Since 2019, Spotlight Initiative's investments across more than 30 countries and regions ensured that the conviction rate for perpetrators of gender-based violence doubled across 12 countries; almost 500 laws and policies were signed to end violence against women and girls; USD 190 million was allocated to civil society organizations; national budgets to address gender-based violence increased 10-fold across 14 countries and more than 4,000 local and grassroots women's rights organizations reported having greater influence.

Since 2019, 2.5 million women and girls have accessed gender-based violence services; 3.5 million young people have participated in program promoting gender equality; 2 million men and boys have been educated on positive masculinity and non-violent conflict resolution and 260 million people have been reached by gender-based violence prevention campaigns.

According to Dalberg, Spotlight Initiative's comprehensive model across its program countries could prevent violence for 21 million women and girls by 2025; save two women's and girls’ lives every day and 140,000 children's lives by 2025. It could also keep one million more girls in school by 2025.

== Partners ==
The first phase of Spotlight Initiative was funded by the European Union.

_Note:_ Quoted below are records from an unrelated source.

//! Trajectory tracing with cycle detection.
//!
//! A trajectory starts at a seed and repeatedly applies the Kaprekar map until a node repeats.
//! The node space is finite, so by pigeonhole every trajectory eventually closes a cycle.
//! The part before the first repeated node is the *tail*, the rest is the *cycle*.
//!
//! # Algorithms
//!
//!  - [`TrajectoryTracer`]: A resumable [`Computation`] that records every visited node and
//!    performs one map application per step. Use [`trace`] or [`trace_with`] to run it to
//!    completion.
//!  - [`cycle_summary`]: Brent's constant-memory cycle detection, reporting only the tail
//!    length, cycle length and cycle entry.
//!
//! # Example
//!
//! ```rust
//! use kaprekar_dynamics::digits::Width;
//! use kaprekar_dynamics::trace::trace;
//! use kaprekar_dynamics::transform::Transformer;
//!
//! let transformer = Transformer::new(Width::new(4).unwrap());
//! let trajectory = trace(&transformer, 3524, usize::MAX).unwrap();
//! assert_eq!(trajectory.nodes(), &[3524, 3087, 8352, 6174]);
//! assert_eq!(trajectory.cycle(), &[6174]);
//! ```

mod brent;
mod trace_config;
mod trace_state;

#[cfg(test)]
mod tests;

use crate::cycles::Cycle;
use crate::digits::Width;
use crate::error::{KaprekarError, KaprekarResult};
use crate::transform::{NodeKind, Transformer};
pub use brent::{CycleSummary, cycle_summary};
use computation_process::{Algorithm, Computation};
use log::{debug, info};
pub use trace_config::{TraceConfig, default_max_steps};
pub use trace_state::{TraceState, TraceStep};

/// Trace a trajectory one map application at a time.
pub type TrajectoryTracer = Computation<TraceConfig, TraceState, TraceOutcome, TraceStep>;

/// The result of a [`TrajectoryTracer`].
#[derive(Clone, PartialEq, Eq, Debug)]
#[cfg_attr(feature = "serde", derive(serde::Serialize, serde::Deserialize))]
pub enum TraceOutcome {
    /// A node repeated and the trajectory is complete.
    Closed(Trajectory),
    /// The step limit was reached before any node repeated.
    Exhausted { seed: u64, steps: usize },
}

/// A complete trajectory: the visited nodes in order, where applying the map to the last
/// node yields the node at [`Trajectory::cycle_start`].
///
/// The repeated node is not stored twice.
#[derive(Clone, PartialEq, Eq, Hash, Debug)]
#[cfg_attr(
    feature = "serde",
    derive(serde::Serialize, serde::Deserialize),
    serde(try_from = "TrajectoryParts")
)]
pub struct Trajectory {
    pub(crate) width: Width,
    pub(crate) kind: NodeKind,
    pub(crate) nodes: Vec<u64>,
    pub(crate) cycle_start: usize,
}

/// Unchecked fields of a deserialized [`Trajectory`].
#[cfg(feature = "serde")]
#[derive(serde::Deserialize)]
struct TrajectoryParts {
    width: Width,
    kind: NodeKind,
    nodes: Vec<u64>,
    cycle_start: usize,
}

#[cfg(feature = "serde")]
impl TryFrom<TrajectoryParts> for Trajectory {
    type Error = KaprekarError;

    fn try_from(value: TrajectoryParts) -> Result<Self, Self::Error> {
        check_shape(&value.nodes, Some(value.cycle_start))?;
        if value.nodes.iter().any(|node| *node >= value.width.state_space()) {
            return Err(KaprekarError::MalformedTrajectory {
                reason: "node outside the width",
            });
        }
        Ok(Trajectory {
            width: value.width,
            kind: value.kind,
            nodes: value.nodes,
            cycle_start: value.cycle_start,
        })
    }
}

/// Every trajectory visits at least one node, and its cycle starts at a visited node.
#[cfg(feature = "serde")]
fn check_shape(nodes: &[u64], cycle_start: Option<usize>) -> KaprekarResult<()> {
    if nodes.is_empty() {
        return Err(KaprekarError::MalformedTrajectory { reason: "no nodes" });
    }
    if cycle_start.is_some_and(|start| start >= nodes.len()) {
        return Err(KaprekarError::MalformedTrajectory {
            reason: "cycle start past the last node",
        });
    }
    Ok(())
}

impl Trajectory {
    pub fn width(&self) -> Width {
        self.width
    }

    pub fn node_kind(&self) -> NodeKind {
        self.kind
    }

    /// The first node (the seed, or its signature in signature mode).
    pub fn seed(&self) -> u64 {
        self.nodes[0]
    }

    /// All visited nodes in order.
    pub fn nodes(&self) -> &[u64] {
        &self.nodes
    }

    pub fn len(&self) -> usize {
        self.nodes.len()
    }

    /// Always false: a trajectory contains at least its seed (deserialization rejects
    /// empty trajectories).
    pub fn is_empty(&self) -> bool {
        self.nodes.is_empty()
    }

    /// Number of steps before the trajectory enters its cycle.
    pub fn cycle_start(&self) -> usize {
        self.cycle_start
    }

    /// The nodes before the cycle.
    pub fn tail(&self) -> &[u64] {
        &self.nodes[..self.cycle_start]
    }

    /// The embedded cycle in the order it was visited.
    pub fn cycle(&self) -> &[u64] {
        &self.nodes[self.cycle_start..]
    }

    /// The embedded cycle, normalized to start at its smallest node.
    pub fn to_cycle(&self) -> Cycle {
        Cycle::from_orbit(self.cycle().to_vec())
    }

    /// All edges `(node, successor)` of this trajectory, including the edge that
    /// closes the cycle.
    pub fn edges(&self) -> impl Iterator<Item = (u64, u64)> + '_ {
        let closing = (self.nodes[self.nodes.len() - 1], self.nodes[self.cycle_start]);
        self.nodes
            .windows(2)
            .map(|pair| (pair[0], pair[1]))
            .chain(std::iter::once(closing))
    }
}

/// Trace the raw-value trajectory of `seed`, failing with [`KaprekarError::CycleNotFound`]
/// if no value repeats within `max_steps` applications of the map.
pub fn trace(transformer: &Transformer, seed: u64, max_steps: usize) -> KaprekarResult<Trajectory> {
    let mut config = TraceConfig::new(transformer.clone());
    config.max_steps = max_steps;
    trace_with(&config, seed)
}

/// Trace the trajectory of `seed` using an explicit [`TraceConfig`].
pub fn trace_with(config: &TraceConfig, seed: u64) -> KaprekarResult<Trajectory> {
    let state = TraceState::new(config, seed)?;
    match TrajectoryTracer::run(config.clone(), state)? {
        TraceOutcome::Closed(trajectory) => Ok(trajectory),
        TraceOutcome::Exhausted { seed, .. } => Err(KaprekarError::CycleNotFound {
            seed,
            max_steps: config.max_steps,
        }),
    }
}

/// Trace every seed independently. A failing seed does not affect the others, and the results
/// are returned in the order of `seeds`.
///
/// With the `parallel` feature, seeds are distributed over the `rayon` thread pool. The only
/// state shared between workers is the successor cache of the transformer. Workers observe
/// the cancellation triggers that are active on the calling thread.
pub fn trace_batch(config: &TraceConfig, seeds: &[u64]) -> Vec<KaprekarResult<Trajectory>> {
    info!(
        "[width:{}] Tracing {} seeds over {} nodes.",
        config.width(),
        seeds.len(),
        config.node_kind
    );

    #[cfg(feature = "parallel")]
    let results: Vec<KaprekarResult<Trajectory>> = {
        use rayon::prelude::*;
        // Triggers are thread-local and have to be installed on every worker.
        let triggers = cancel_this::active_triggers();
        seeds
            .par_iter()
            .map(|seed| cancel_this::on_trigger(triggers.clone(), || trace_with(config, *seed)))
            .collect()
    };
    #[cfg(not(feature = "parallel"))]
    let results: Vec<KaprekarResult<Trajectory>> =
        seeds.iter().map(|seed| trace_with(config, *seed)).collect();

    debug!(
        "[width:{}] Batch done: {} traced, {} failed; cache {:?}.",
        config.width(),
        results.iter().filter(|it| it.is_ok()).count(),
        results.iter().filter(|it| it.is_err()).count(),
        config.transformer.cache_stats()
    );
    results
}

The programme is implemented by United Nations agencies in partnership with local civil society organizations. Some of the UN agencies delivering the Initiative include UN Women, UNICEF, UNDP and UNFPA.

== Impact ==

In 2023, Spotlight Initiative was named a High-Impact Initiative of the United Nations for driving progress across all of the Sustainable Development Goals. It showcased its results and called for re-investment in the elimination of violence against women and girls at a high-level event at the United Nations in New York during the SDG Action weekend.

Actors and activists Natalie Portman and Cecilia Suárez spoke in support of the Initiative and joined a panel discussion with UNFPA Goodwill Ambassador Ashley Judd, actor and UNDP Goodwill Ambassador Nikolaj Coster-Waldau, and music artist and UNDP Goodwill Ambassador Yemi Alade on the role and responsibility of the entertainment industry in shaping shapes attitudes and norms around gender-based violence. The panel was moderated by Futurist Sinead Bovell.

The event featured musical performances from MILCK and Natasha Bedingfield.